◆ **TASK REQUIREMENTS**: In the data below, one line contains "of its timeouts" and a later one contains "Self::Open | Self::Scheduling". Print both, with every line between them, exactly and alone.

◆ **DATA PROVIDED**:

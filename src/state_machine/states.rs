use serde::{Deserialize, Serialize};
use std::fmt;

use crate::models::ExecutionStatus;

/// Decider view of a workflow execution
#[derive(Debug, Clone, Copy, PartialEq, Eq, Hash, Serialize, Deserialize)]
#[serde(rename_all = "snake_case")]
pub enum DeciderState {
    /// Execution started, nothing outstanding yet
    Open,
    /// The step at the cursor has been scheduled and awaits its outcome
    Scheduling,
    /// Every pipeline step was satisfied
    Completed,
    /// A step failed
    Failed,
    /// A step exceeded one of its timeouts
    TimedOut,
}

impl DeciderState {
    /// Check if this is a terminal state (no further transitions allowed)
    pub fn is_terminal(&self) -> bool {
        matches!(self, Self::Completed | Self::Failed | Self::TimedOut)
    }

    pub fn execution_status(&self) -> ExecutionStatus {
        match self {
            Self::Open | Self::Scheduling => ExecutionStatus::Open,
            Self::Completed => ExecutionStatus::Completed,
            Self::Failed => ExecutionStatus::Failed,
            Self::TimedOut => ExecutionStatus::TimedOut,
        }
    }
}

impl fmt::Display for DeciderState {
    fn fmt(&self, f: &mut fmt::Formatter<'_>) -> fmt::Result {
        match self {
            Self::Open => write!(f, "open"),
            Self::Scheduling => write!(f, "scheduling"),
            Self::Completed => write!(f, "completed"),
            Self::Failed => write!(f, "failed"),
            Self::TimedOut => write!(f, "timed_out"),
        }
    }
}

impl std::str::FromStr for DeciderState {
    type Err = String;

    fn from_str(s: &str) -> Result<Self, Self::Err> {
        match s {
            "open" => Ok(Self::Open),
            "scheduling" => Ok(Self::Scheduling),
            "completed" => Ok(Self::Completed),
            "failed" => Ok(Self::Failed),
            "timed_out" => Ok(Self::TimedOut),
            _ => Err(format!("Invalid decider state: {s}")),
        }
    }
}

#[cfg(test)]
mod tests {
    use super::*;

    #[test]
    fn test_terminal_states_map_to_closed_statuses() {
        assert!(!DeciderState::Open.is_terminal());
        assert!(!DeciderState::Scheduling.is_terminal());
        assert_eq!(
            DeciderState::Scheduling.execution_status(),
            ExecutionStatus::Open
        );
        assert_eq!(
            DeciderState::TimedOut.execution_status(),
            ExecutionStatus::TimedOut
        );
        assert_eq!(
            "timed_out".parse::<DeciderState>().unwrap(),
            DeciderState::TimedOut
        );
    }
}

◆ **RESPONSE TO THE EXERCISE**:
    /// A step exceeded one of its timeouts
    TimedOut,
}

impl DeciderState {
    /// Check if this is a terminal state (no further transitions allowed)
    pub fn is_terminal(&self) -> bool {
        matches!(self, Self::Completed | Self::Failed | Self::TimedOut)
    }

    pub fn execution_status(&self) -> ExecutionStatus {
        match self {
            Self::Open | Self::Scheduling => ExecutionStatus::Open,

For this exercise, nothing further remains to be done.